We got some straightening out to do


And I´m gonna miss you like a child misses their blanket


But I've gotta to get a move on with my life


It's time to be a big girl now


And big girls don't cry


Don't cry,


Don't cry,


Don't cry




La ra ra ra ra ra




- Depois daquele dia... eu, eu não sei o que me aconteceu. Nós ficamos juntos tantas vezes, compartilhamos tanta coisa, aquele Draco eu não conhecia, mas estava encantada por ele. Então você voltou vitorioso e eu não pude estragar aquilo, ele me odiou. -ela respirou fundo-  Eu fiquei ao seu lado, e estava feliz, mas você não era o mesmo pra mim, faltava algo. Eu sempre achava defeitos em você que nunca vira antes. Então na manhã em que terminamos, ele havia vindo ao meu apartamento, não tinha dito nada, apenas me olhado... Era um olhar terno, carinhoso... Ele me abraçou e disse que era minha última chance antes dele sumir. Então terminei com você. Saíamos escondidos, ele ainda era investigado, ainda havia os comensais atrás dele, você lembra. Ele me pediu em casamento, eu ia te contar quando...


 


Ginny limpou as lágrimas que voltavam a cair, fechou os olhos com força enquanto tentava conter os soluços, então sentiu uma mão em seu ombro, e era como se sua coragem tivesse voltado. Ela respirou fundo e se levantou, sentiu quando o braço dele carinhosamente aninhou-se em sua cintura, e os lábios dele roçaram seu pescoço demoradamente. Um sorriso espontâneo brotou em sua face, e as lágrimas calmamente diminuíram até se esgotarem.


 


- Então eu fiquei presa ao remorso, me sentindo culpada pela sua... Morte.

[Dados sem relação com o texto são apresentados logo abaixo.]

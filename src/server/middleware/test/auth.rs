use super::*;

/// Tests an admin passing the admin check.
///
/// Expected: Ok(User) with admin=true
#[tokio::test]
async fn grants_access_to_admin_user() -> Result<(), AppError> {
    let mut test = TestBuilder::new()
        .with_table(entity::prelude::User)
        .build()
        .await
        .unwrap();
    let (db, session) = test.db_and_session().await.unwrap();

    factory::user::UserFactory::new(db)
        .discord_id("123456789")
        .name("AdminUser")
        .admin(true)
        .build()
        .await?;
    AuthSession::new(session).login(123456789).await?;

    let user = AuthGuard::new(db, session)
        .require(&[Permission::Admin])
        .await?;

    assert_eq!(user.discord_id, 123456789);
    assert_eq!(user.name, "AdminUser");
    assert!(user.admin);

    Ok(())
}

/// Tests a regular user failing the admin check.
///
/// Expected: Err(AccessDenied) carrying the user's ID
#[tokio::test]
async fn denies_access_to_non_admin_user() -> Result<(), AppError> {
    let mut test = TestBuilder::new()
        .with_table(entity::prelude::User)
        .build()
        .await
        .unwrap();
    let (db, session) = test.db_and_session().await.unwrap();

    factory::user::UserFactory::new(db)
        .discord_id("987654321")
        .admin(false)
        .build()
        .await?;
    AuthSession::new(session).login(987654321).await?;

    let result = AuthGuard::new(db, session)
        .require(&[Permission::Admin])
        .await;

    assert!(matches!(
        result,
        Err(AppError::AuthErr(AuthError::AccessDenied(987654321, _)))
    ));

    Ok(())
}

/// Tests an anonymous session.
///
/// Expected: Err(UserNotInSession)
#[tokio::test]
async fn denies_anonymous_session() -> Result<(), AppError> {
    let mut test = TestBuilder::new()
        .with_table(entity::prelude::User)
        .build()
        .await
        .unwrap();
    let (db, session) = test.db_and_session().await.unwrap();

    let result = AuthGuard::new(db, session).require(&[]).await;

    assert!(matches!(
        result,
        Err(AppError::AuthErr(AuthError::UserNotInSession))
    ));

    Ok(())
}

/// Tests a session referring to a user that is not stored.
///
/// Expected: Err(UserNotInDatabase)
#[tokio::test]
async fn denies_session_of_unknown_user() -> Result<(), AppError> {
    let mut test = TestBuilder::new()
        .with_table(entity::prelude::User)
        .build()
        .await
        .unwrap();
    let (db, session) = test.db_and_session().await.unwrap();

    AuthSession::new(session).login(555).await?;

    let result = AuthGuard::new(db, session).require(&[]).await;

    assert!(matches!(
        result,
        Err(AppError::AuthErr(AuthError::UserNotInDatabase(555)))
    ));

    Ok(())
}

/// Tests that an empty permission list only requires a login.
///
/// Expected: Ok(User) for a regular user
#[tokio::test]
async fn empty_permission_list_grants_access() -> Result<(), AppError> {
    let mut test = TestBuilder::new()
        .with_table(entity::prelude::User)
        .build()
        .await
        .unwrap();
    let (db, session) = test.db_and_session().await.unwrap();

    let user = factory::create_user(db).await?;
    let user_id = user.discord_id.parse::<u64>().unwrap();
    AuthSession::new(session).login(user_id).await?;

    let result = AuthGuard::new(db, session).require(&[]).await?;

    assert_eq!(result.discord_id, user_id);
    assert!(!result.admin);

    Ok(())
}
use sea_orm_migration::{prelude::*, schema::*};

#[derive(DeriveMigrationName)]
pub struct Migration;

#[async_trait::async_trait]
impl MigrationTrait for Migration {
    async fn up(&self, manager: &SchemaManager) -> Result<(), DbErr> {
        manager
            .create_table(
                Table::create()
                    .table(User::Table)
                    .if_not_exists()
                    .col(string(User::DiscordId).primary_key())
                    .col(string(User::Name))
                    .col(boolean(User::Admin).default(false))
                    .col(
                        timestamp(User::CreatedAt)
                            .default(Expr::current_timestamp())
                            .not_null(),
                    )
                    .to_owned(),
            )
            .await
    }

    async fn down(&self, manager: &SchemaManager) -> Result<(), DbErr> {
        manager
            .drop_table(Table::drop().table(User::Table).to_owned())
            .await
    }
}

#[derive(DeriveIden)]
pub enum User {
    Table,
    DiscordId,
    Name,
    Admin,
    CreatedAt,
}
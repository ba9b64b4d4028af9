mod client;
mod model;

#[cfg(feature = "server")]
mod server;

use client::App;

fn main() {
    #[cfg(not(feature = "server"))]
    dioxus::launch(App);

    #[cfg(feature = "server")]
    dioxus::serve(|| async move {
        use dioxus_logger::tracing;
        use std::sync::Arc;

        use crate::server::{
            bot::{self, command::build_registry, interaction::dispatcher::Dispatcher},
            config::Config,
            scheduler::presence,
            service::admin_code::AdminCodeService,
            startup,
            state::AppState,
        };

        dotenvy::dotenv().ok();
        let config = Config::from_env()?;

        let db = startup::connect_to_database(&config).await?;
        let session = startup::connect_to_session(&db).await?;
        let http_client = startup::setup_reqwest_client()?;
        let oauth_client = startup::setup_oauth_client(&config)?;
        let store = startup::connect_to_store(&config).await?;

        let admin_code_service = AdminCodeService::new();

        tracing::info!("Starting server");

        // Handlers are registered once; the registry is read-only from here on.
        let registry = Arc::new(build_registry()?);
        let dispatcher = Arc::new(Dispatcher::new(
            registry,
            db.clone(),
            http_client.clone(),
            store.clone(),
            config.bot_owner_ids.iter().copied(),
        ));

        let bot_client = bot::start::init_bot(&config, dispatcher).await?;
        let shard_manager = bot_client.shard_manager.clone();

        tokio::spawn(async move {
            if let Err(e) = bot::start::start_bot(bot_client).await {
                tracing::error!("Discord bot error: {}", e);
            }
        });

        startup::check_for_admin(&db, &config, &admin_code_service).await?;

        let scheduler_db = db.clone();
        tokio::spawn(async move {
            if let Err(e) = presence::start_scheduler(scheduler_db, shard_manager).await {
                tracing::error!("Presence scheduler error: {}", e);
            }
        });

        let mut router = dioxus::server::router(App);
        let server_routes = server::router::router(&config.app_url)?
            .with_state(AppState::new(
                db,
                http_client,
                oauth_client,
                admin_code_service,
                store,
                config.app_url.clone(),
            ))
            .layer(session);
        router = router.merge(server_routes);

        Ok(router)
    })
}
use sea_orm::DatabaseConnection;
use serenity::http::Http;
use std::collections::HashSet;

use crate::server::store::KeyValueStore;

/// Resources a handler may use while answering one interaction.
///
/// Built by the dispatcher for each interaction from the resources it owns and the
/// Discord HTTP client of the shard the interaction arrived on.
pub struct HandlerContext<'a> {
    pub db: &'a DatabaseConnection,
    /// Client for third-party lookups, 10 second timeout and no retries.
    pub http_client: &'a reqwest::Client,
    pub store: &'a dyn KeyValueStore,
    pub discord: &'a Http,
    pub owners: &'a HashSet<u64>,
}

impl HandlerContext<'_> {
    pub fn is_owner(&self, user_id: u64) -> bool {
        self.owners.contains(&user_id)
    }
}
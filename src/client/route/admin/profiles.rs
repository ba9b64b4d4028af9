use dioxus::prelude::*;

use crate::{
    client::{
        component::{ConfirmationModal, ErrorPage, LoadingPage, Modal, Pagination, PaginationData},
        constant::{DEFAULT_PAGE_SIZE, SITE_NAME},
        format::format_timestamp,
        model::error::ApiError,
        route::admin::{ActionError, ActionState, AdminPage, AdminTab},
    },
    model::profile::{PaginatedProfilesDto, ProfileDto},
};

#[cfg(feature = "web")]
use crate::{
    client::api::profile::{delete_profile, get_profiles, remove_social, update_profile},
    model::profile::UpdateProfileDto,
};

#[component]
pub fn AdminProfiles() -> Element {
    let page = use_signal(|| 0u64);
    let per_page = use_signal(|| DEFAULT_PAGE_SIZE);
    let refetch_trigger = use_signal(|| 0u32);
    let action_error = use_signal(|| None::<String>);
    let mut profiles = use_signal(|| None::<Result<PaginatedProfilesDto, ApiError>>);

    let editing = use_signal(|| None::<ProfileDto>);
    let deleting = use_signal(|| None::<ProfileDto>);

    // Re-runs whenever the page, page size or refetch trigger changes
    #[cfg(feature = "web")]
    {
        let future = use_resource(move || async move {
            let _ = refetch_trigger();
            get_profiles(page(), per_page()).await
        });

        use_effect(move || {
            if let Some(result) = &*future.read() {
                profiles.set(Some(result.clone()));
            }
        });
    }

    rsx! {
        Title { "Admin - Profiles | {SITE_NAME}" }
        AdminPage {
            active_tab: AdminTab::Profiles,
            ActionError { error: action_error }
            match profiles() {
                Some(Ok(data)) => rsx! {
                    ProfileTable { profiles: data.profiles.clone(), editing, deleting }
                    Pagination {
                        page,
                        per_page,
                        data: PaginationData {
                            page: data.page,
                            per_page: data.per_page,
                            total: data.total,
                            total_pages: data.total_pages,
                        }
                    }
                },
                Some(Err(err)) => rsx! {
                    ErrorPage { status: err.status, message: err.message }
                },
                None => rsx! { LoadingPage {} },
            }
        }
        EditProfileModal { editing, refetch_trigger, action_error }
        DeleteProfileModal { deleting, refetch_trigger, action_error }
    }
}

#[component]
fn ProfileTable(
    profiles: Vec<ProfileDto>,
    editing: Signal<Option<ProfileDto>>,
    deleting: Signal<Option<ProfileDto>>,
) -> Element {
    if profiles.is_empty() {
        return rsx! {
            div { class: "text-center py-8 opacity-50", "No profiles yet" }
        };
    }

    rsx! {
        div {
            class: "overflow-x-auto",
            table {
                class: "table table-zebra w-full",
                thead {
                    tr {
                        th { "Nickname" }
                        th { "Discord ID" }
                        th { "Socials" }
                        th { "Updated" }
                        th { class: "text-right", "Actions" }
                    }
                }
                tbody {
                    for profile in profiles {
                        {
                            let edit_target = profile.clone();
                            let delete_target = profile.clone();
                            rsx! {
                                tr {
                                    key: "{profile.id}",
                                    td { "{profile.nickname}" }
                                    td { "{profile.discord_id}" }
                                    td { "{profile.socials.len()}" }
                                    td { {format_timestamp(&profile.updated_at)} }
                                    td {
                                        div {
                                            class: "flex gap-2 justify-end",
                                            button {
                                                class: "btn btn-sm",
                                                onclick: move |_| editing.set(Some(edit_target.clone())),
                                                "Edit"
                                            }
                                            button {
                                                class: "btn btn-sm btn-error",
                                                onclick: move |_| deleting.set(Some(delete_target.clone())),
                                                "Delete"
                                            }
                                        }
                                    }
                                }
                            }
                        }
                    }
                }
            }
        }
    }
}

/// Nickname and bio form plus the profile's social links, each removable.
#[component]
fn EditProfileModal(
    editing: Signal<Option<ProfileDto>>,
    refetch_trigger: Signal<u32>,
    action_error: Signal<Option<String>>,
) -> Element {
    let mut show = use_signal(|| false);
    let mut nickname = use_signal(String::new);
    let mut bio = use_signal(String::new);
    let is_saving = use_signal(|| false);

    use_effect(move || {
        if let Some(profile) = &*editing.read() {
            nickname.set(profile.nickname.clone());
            bio.set(profile.bio.clone().unwrap_or_default());
            show.set(true);
        }
    });

    use_effect(move || {
        if !show() {
            editing.set(None);
        }
    });

    let Some(profile) = editing() else {
        return rsx! {};
    };
    let profile_id = profile.id.clone();

    rsx! {
        Modal {
            show,
            title: format!("Edit {}", profile.nickname),
            locked: is_saving(),
            form {
                class: "flex flex-col gap-3",
                onsubmit: move |evt| {
                    evt.prevent_default();
                    #[cfg(feature = "web")]
                    save_profile(
                        profile_id.clone(),
                        nickname(),
                        bio(),
                        ActionState { show, busy: is_saving, refetch_trigger, action_error },
                    );
                },
                label {
                    class: "form-control",
                    span { class: "label-text", "Nickname" }
                    input {
                        class: "input input-bordered w-full",
                        maxlength: "32",
                        required: true,
                        value: "{nickname}",
                        oninput: move |evt| nickname.set(evt.value()),
                    }
                }
                label {
                    class: "form-control",
                    span { class: "label-text", "Bio" }
                    textarea {
                        class: "textarea textarea-bordered w-full",
                        maxlength: "1024",
                        value: "{bio}",
                        oninput: move |evt| bio.set(evt.value()),
                    }
                }
                if !profile.socials.is_empty() {
                    div {
                        class: "flex flex-col gap-2",
                        span { class: "label-text", "Social links" }
                        for social in profile.socials.iter() {
                            SocialRow {
                                key: "{social.id}",
                                profile_id: profile.id.clone(),
                                social_id: social.id.clone(),
                                label: format!("{}: {}", social.platform, social.url),
                                editing,
                                refetch_trigger,
                                action_error,
                            }
                        }
                    }
                }
                div {
                    class: "modal-action",
                    button {
                        r#type: "submit",
                        class: "btn btn-primary",
                        disabled: is_saving(),
                        "Save"
                    }
                }
            }
        }
    }
}

#[component]
fn SocialRow(
    profile_id: String,
    social_id: String,
    label: String,
    editing: Signal<Option<ProfileDto>>,
    refetch_trigger: Signal<u32>,
    action_error: Signal<Option<String>>,
) -> Element {
    rsx! {
        div {
            class: "flex items-center justify-between gap-2",
            span { class: "truncate", "{label}" }
            button {
                r#type: "button",
                class: "btn btn-xs btn-error",
                onclick: move |_| {
                    #[cfg(feature = "web")]
                    remove_profile_social(
                        profile_id.clone(),
                        social_id.clone(),
                        editing,
                        refetch_trigger,
                        action_error,
                    );
                },
                "Remove"
            }
        }
    }
}

#[component]
fn DeleteProfileModal(
    deleting: Signal<Option<ProfileDto>>,
    refetch_trigger: Signal<u32>,
    action_error: Signal<Option<String>>,
) -> Element {
    let mut show = use_signal(|| false);
    let is_deleting = use_signal(|| false);

    use_effect(move || {
        if deleting.read().is_some() {
            show.set(true);
        }
    });

    use_effect(move || {
        if !show() {
            deleting.set(None);
        }
    });

    let Some(profile) = deleting() else {
        return rsx! {};
    };
    let profile_id = profile.id.clone();

    rsx! {
        ConfirmationModal {
            show,
            title: "Delete Profile".to_string(),
            message: format!("Delete the profile of {} and all of its social links?", profile.nickname),
            confirm_text: "Delete".to_string(),
            is_processing: is_deleting(),
            on_confirm: move |_| {
                #[cfg(feature = "web")]
                remove_profile(
                    profile_id.clone(),
                    ActionState { show, busy: is_deleting, refetch_trigger, action_error },
                );
            },
        }
    }
}

#[cfg(feature = "web")]
fn save_profile(id: String, nickname: String, bio: String, mut state: ActionState) {
    let payload = UpdateProfileDto {
        nickname,
        bio: Some(bio).filter(|b| !b.trim().is_empty()),
    };

    state.busy.set(true);
    spawn(async move {
        let result = update_profile(&id, payload).await.map(|_| ());
        state.finish(result);
    });
}

#[cfg(feature = "web")]
fn remove_profile(id: String, mut state: ActionState) {
    state.busy.set(true);
    spawn(async move {
        let result = delete_profile(&id).await;
        state.finish(result);
    });
}

#[cfg(feature = "web")]
fn remove_profile_social(
    profile_id: String,
    social_id: String,
    mut editing: Signal<Option<ProfileDto>>,
    mut refetch_trigger: Signal<u32>,
    mut action_error: Signal<Option<String>>,
) {
    spawn(async move {
        match remove_social(&profile_id, &social_id).await {
            Ok(()) => {
                if let Some(profile) = editing.write().as_mut() {
                    profile.socials.retain(|s| s.id != social_id);
                }
                let next = *refetch_trigger.peek() + 1;
                refetch_trigger.set(next);
            }
            Err(err) => action_error.set(Some(err.message)),
        }
    });
}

Eu devia estar ao seu lado, se estivesse teria te protegido, mas... Já se passaram três anos. E ele me esperou, esperou até que eu pudesse vingá-lo, até que eu pudesse dar um fim merecido àquela comensal. E agora... Agora acabou Harry. Eu preciso... Eu preciso continuar a viver. Ser feliz com o homem que eu amo... Você me entende, não é?


 


- Ginny. Precisamos ir. Nosso vôo...


 


- Já vou Draco.- ela limpou as manchas de lágrimas em sua face, e deixou que a mão segurasse a dele, o toque da pele quente dele, a pele macia, o gesto protetor- Espero que você esteja bem onde estiver, adeus Harry.- ela virou-se para Draco, os olhos maduros do homem que ainda levava as cicatrizes daquele ato de amor... A tortura por salvá-la do ataque.


 


- Vamos Ginny. É hora de tirarmos férias dessa nossa vida


 


Ele sorriu de canto, enquanto ela soltou uma breve risada, apoiou o rosto no ombro dele e deixou que ele a levasse para um mundo novo, uma vida nova, a sua vida de mulher.